Nghia said that hydraulic resources have been fully exploited to generate electricity worldwide and in Vietnam. After a period of focusing on hydropower, other countries now are stepping up development of coal-fired power plants which are now the main source of electricity supply.

“The proportion of thermal power plants in Vietnam was still modest in 2015, but it will play the key role in generating electricity to serve the economy and people’s daily life by 2020,” he said.

Only countries rich in natural gas like Russia and countries which suffer from serious electricity shortages will make investments in gas-fired thermopower.

Meanwhile, the electricity output from renewable sources remains modest, even in developed countries. Therefore, Vietnam cannot consider developing renewable energy as a priority task for now, he said.

Coal-fired thermal power plants can generate electricity at the lowest production cost, approximately 7 cent per kwh, while the investment rate is acceptable, at $1,500 per kwh, lower than hydropower, solar, wind and nuclear power. It takes about three years to build a coal-fired thermopower plant.

Nghia admitted that the biggest disadvantage of coal-fired plants is the big volume of emissions, which comprises gas and solid waste.

However, he pointed out that in terms of chemical composition, the ash from coal firing contains useful elements for making building materials, and does not have heavy metal elements such as lead and mercury.

To deal with gas waste, Nghia said power plants now spend up to hundreds of millions of dollars on treatment systems to ensure that emission concentrations are below the permitted level.

“Therefore, there is no need to be too worried about emissions from coal-fired thermopower plants,” Nghia said.

Meanwhile, Nguyen Minh Due, chair of the Vietnam Energy Science Council, said high technology can only help improve the performance and reduce fuel consumption.
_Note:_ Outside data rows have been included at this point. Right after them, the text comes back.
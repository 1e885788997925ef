use thiserror::Error;

use crate::document::{
    EducationEntry, ExperienceEntry, PersonalInfo, ResumeDocument, SkillCategory, SkillSet,
    TargetJob, fresh_entry_id,
};
use crate::steps::Step;
use crate::store::SectionUpdate;

/// Errors raised by entry-level editing operations.
#[derive(Debug, Error, PartialEq, Eq)]
pub enum EditError {
    #[error("a section must keep at least one entry")]
    LastEntry,
    #[error("unknown entry id '{0}'")]
    UnknownEntry(String),
}

/// Capability contract shared by every section editor.
///
/// An editor owns a local copy of its section; `flush` produces the update
/// pushed into the form store after every change.
pub trait SectionEditor {
    fn step(&self) -> Step;
    fn flush(&self) -> SectionUpdate;
}

/// Editable fields of the personal-info section.
#[derive(Debug, Clone, Copy, PartialEq, Eq)]
pub enum PersonalField {
    FirstName,
    LastName,
    Email,
    Phone,
    Address,
    City,
    State,
    ZipCode,
    Linkedin,
}

#[derive(Debug, Clone, Default)]
pub struct PersonalEditor {
    info: PersonalInfo,
}

impl PersonalEditor {
    pub fn new(document: &ResumeDocument) -> Self {
        Self {
            info: document.personal.clone(),
        }
    }

    pub fn info(&self) -> &PersonalInfo {
        &self.info
    }

    pub fn set(&mut self, field: PersonalField, value: impl Into<String>) {
        let value = value.into();
        match field {
            PersonalField::FirstName => self.info.first_name = value,
            PersonalField::LastName => self.info.last_name = value,
            PersonalField::Email => self.info.email = value,
            PersonalField::Phone => self.info.phone = value,
            PersonalField::Address => self.info.address = value,
            PersonalField::City => self.info.city = value,
            PersonalField::State => self.info.state = value,
            PersonalField::ZipCode => self.info.zip_code = value,
            PersonalField::Linkedin => self.info.linkedin = value,
        }
    }
}

impl SectionEditor for PersonalEditor {
    fn step(&self) -> Step {
        Step::Personal
    }

    fn flush(&self) -> SectionUpdate {
        SectionUpdate::Personal(self.info.clone())
    }
}

/// Editable fields of one experience entry.
#[derive(Debug, Clone, Copy, PartialEq, Eq)]
pub enum ExperienceField {
    Title,
    Branch,
    StartDate,
    EndDate,
    Responsibilities,
    Achievements,
}

#[derive(Debug, Clone)]
pub struct ExperienceEditor {
    entries: Vec<ExperienceEntry>,
}

impl ExperienceEditor {
    pub fn new(document: &ResumeDocument) -> Self {
        Self {
            entries: document.experience.clone(),
        }
    }

    pub fn entries(&self) -> &[ExperienceEntry] {
        &self.entries
    }

    pub fn set(
        &mut self,
        id: &str,
        field: ExperienceField,
        value: impl Into<String>,
    ) -> Result<(), EditError> {
        let entry = self
            .entries
            .iter_mut()
            .find(|entry| entry.id == id)
            .ok_or_else(|| EditError::UnknownEntry(id.to_string()))?;
        let value = value.into();
        match field {
            ExperienceField::Title => entry.title = value,
            ExperienceField::Branch => entry.branch = value,
            ExperienceField::StartDate => entry.start_date = value,
            ExperienceField::EndDate => entry.end_date = value,
            ExperienceField::Responsibilities => entry.responsibilities = value,
            ExperienceField::Achievements => entry.achievements = value,
        }
        Ok(())
    }

    /// Append a blank entry with a freshly generated id; returns the id.
    pub fn add_entry(&mut self) -> String {
        let existing: Vec<String> = self.entries.iter().map(|entry| entry.id.clone()).collect();
        let id = fresh_entry_id("exp", &existing);
        self.entries.push(ExperienceEntry::with_id(id.clone()));
        id
    }

    /// Remove an entry by id. The last remaining entry cannot be removed.
    pub fn remove_entry(&mut self, id: &str) -> Result<(), EditError> {
        if self.entries.len() <= 1 {
            return Err(EditError::LastEntry);
        }
        let index = self
            .entries
            .iter()
            .position(|entry| entry.id == id)
            .ok_or_else(|| EditError::UnknownEntry(id.to_string()))?;
        self.entries.remove(index);
        Ok(())
    }
}

impl SectionEditor for ExperienceEditor {
    fn step(&self) -> Step {
        Step::Experience
    }

    fn flush(&self) -> SectionUpdate {
        SectionUpdate::Experience(self.entries.clone())
    }
}

/// Editable fields of one education entry.
#[derive(Debug, Clone, Copy, PartialEq, Eq)]
pub enum EducationField {
    School,
    Degree,
    FieldOfStudy,
    StartDate,
    EndDate,
}

#[derive(Debug, Clone)]
pub struct EducationEditor {
    entries: Vec<EducationEntry>,
}

impl EducationEditor {
    pub fn new(document: &ResumeDocument) -> Self {
        Self {
            entries: document.education.clone(),
        }
    }

    pub fn entries(&self) -> &[EducationEntry] {
        &self.entries
    }

    pub fn set(
        &mut self,
        id: &str,
        field: EducationField,
        value: impl Into<String>,
    ) -> Result<(), EditError> {
        let entry = self
            .entries
            .iter_mut()
            .find(|entry| entry.id == id)
            .ok_or_else(|| EditError::UnknownEntry(id.to_string()))?;
        let value = value.into();
        match field {
            EducationField::School => entry.school = value,
            EducationField::Degree => entry.degree = value,
            EducationField::FieldOfStudy => entry.field_of_study = value,
            EducationField::StartDate => entry.start_date = value,
            EducationField::EndDate => entry.end_date = value,
        }
        Ok(())
    }

    pub fn add_entry(&mut self) -> String {
        let existing: Vec<String> = self.entries.iter().map(|entry| entry.id.clone()).collect();
        let id = fresh_entry_id("edu", &existing);
        self.entries.push(EducationEntry::with_id(id.clone()));
        id
    }

    pub fn remove_entry(&mut self, id: &str) -> Result<(), EditError> {
        if self.entries.len() <= 1 {
            return Err(EditError::LastEntry);
        }
        let index = self
            .entries
            .iter()
            .position(|entry| entry.id == id)
            .ok_or_else(|| EditError::UnknownEntry(id.to_string()))?;
        self.entries.remove(index);
        Ok(())
    }
}

impl SectionEditor for EducationEditor {
    fn step(&self) -> Step {
        Step::Education
    }

    fn flush(&self) -> SectionUpdate {
        SectionUpdate::Education(self.entries.clone())
    }
}

#[derive(Debug, Clone, Default)]
pub struct SkillsEditor {
    skills: SkillSet,
}

impl SkillsEditor {
    pub fn new(document: &ResumeDocument) -> Self {
        Self {
            skills: document.skills.clone(),
        }
    }

    pub fn skills(&self) -> &SkillSet {
        &self.skills
    }

    /// Append a trimmed label; blank input is ignored. Returns whether a
    /// label was added.
    pub fn add(&mut self, category: SkillCategory, label: &str) -> bool {
        let trimmed = label.trim();
        if trimmed.is_empty() {
            return false;
        }
        self.skills.labels_mut(category).push(trimmed.to_string());
        true
    }

    /// Remove the label at `index`; out-of-range positions are ignored.
    pub fn remove(&mut self, category: SkillCategory, index: usize) {
        let labels = self.skills.labels_mut(category);
        if index < labels.len() {
            labels.remove(index);
        }
    }
}

impl SectionEditor for SkillsEditor {
    fn step(&self) -> Step {
        Step::Skills
    }

    fn flush(&self) -> SectionUpdate {
        SectionUpdate::Skills(self.skills.clone())
    }
}

/// Editable fields of the target-job section.
#[derive(Debug, Clone, Copy, PartialEq, Eq)]
pub enum TargetField {
    Title,
    Industry,
    Summary,
}

#[derive(Debug, Clone, Default)]
pub struct TargetEditor {
    target: TargetJob,
}

impl TargetEditor {
    pub fn new(document: &ResumeDocument) -> Self {
        Self {
            target: document.target.clone(),
        }
    }

    pub fn target(&self) -> &TargetJob {
        &self.target
    }

    pub fn set(&mut self, field: TargetField, value: impl Into<String>) {
        let value = value.into();
        match field {
            TargetField::Title => self.target.title = value,
            TargetField::Industry => self.target.industry = value,
            TargetField::Summary => self.target.summary = value,
        }
    }
}

impl SectionEditor for TargetEditor {
    fn step(&self) -> Step {
        Step::Target
    }

    fn flush(&self) -> SectionUpdate {
        SectionUpdate::Target(self.target.clone())
    }
}
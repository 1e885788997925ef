pub mod entry;
pub mod personal;
pub mod resume;
pub mod skills;
pub mod target;

pub use entry::{EducationEntry, ExperienceEntry, fresh_entry_id};
pub use personal::PersonalInfo;
pub use resume::ResumeDocument;
pub use skills::{SkillCategory, SkillSet};
pub use target::TargetJob;
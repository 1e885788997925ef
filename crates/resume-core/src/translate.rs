use serde::Serialize;

use crate::document::ExperienceEntry;

/// One substring-match rule in the civilian-translation table.
#[derive(Debug, Clone, Copy)]
pub struct TranslationRule {
    /// Substring looked for in the entry title.
    pub needle: &'static str,
    /// Civilian title that replaces the whole title on a match.
    pub title: &'static str,
    /// Optional substitution applied to the first occurrence in the
    /// responsibilities.
    pub responsibilities: Option<(&'static str, &'static str)>,
}

/// Ordered rule table; the first matching rule wins.
pub const RULES: &[TranslationRule] = &[
    TranslationRule {
        needle: "Squad Leader",
        title: "Team Leader",
        responsibilities: Some(("tactical operations", "team operations and coordination")),
    },
    TranslationRule {
        needle: "Sergeant",
        title: "Operations Manager",
        responsibilities: None,
    },
    TranslationRule {
        needle: "Lieutenant",
        title: "Project Manager",
        responsibilities: None,
    },
    TranslationRule {
        needle: "Officer",
        title: "Security Specialist",
        responsibilities: None,
    },
];

/// An experience entry with its civilian-terminology rendering.
#[derive(Debug, Clone, PartialEq, Serialize)]
pub struct TranslatedExperience {
    pub entry: ExperienceEntry,
    pub title: String,
    pub responsibilities: String,
    pub achievements: String,
}

/// Apply the rule table to one entry. No matching rule leaves the entry
/// unchanged (identity fallthrough).
pub fn translate(entry: &ExperienceEntry) -> TranslatedExperience {
    let mut title = entry.title.clone();
    let mut responsibilities = entry.responsibilities.clone();

    if let Some(rule) = RULES.iter().find(|rule| entry.title.contains(rule.needle)) {
        title = rule.title.to_string();
        if let Some((from, to)) = rule.responsibilities {
            responsibilities = responsibilities.replacen(from, to, 1);
        }
    }

    TranslatedExperience {
        entry: entry.clone(),
        title,
        responsibilities,
        achievements: entry.achievements.clone(),
    }
}

/// Translate every entry, preserving length and order.
pub fn translate_all(entries: &[ExperienceEntry]) -> Vec<TranslatedExperience> {
    entries.iter().map(translate).collect()
}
In principle, when burning coal, this will produce CO2 and toxic substances to the environment.

Tran Van Luong from MOIT said the all the ash and slag from the 21 coal-fired thermopower plants have been analyzed and are ‘normal solid waste’.

However, according to QCVN 07:2009/BTNMT standards on hazardous waste, the flying ash from thermopower plants ‘is likely to be listed as hazardous waste’.

An FIA report shows that FDI capital keeps flowing to coal-fired thermopower plants. Two projects of this kind have been licensed this year, including the $2.793 billion Nghi Son 2 registered by Japanese investors and $2.07 billion Nam Dinh 1 by a Singaporean investor.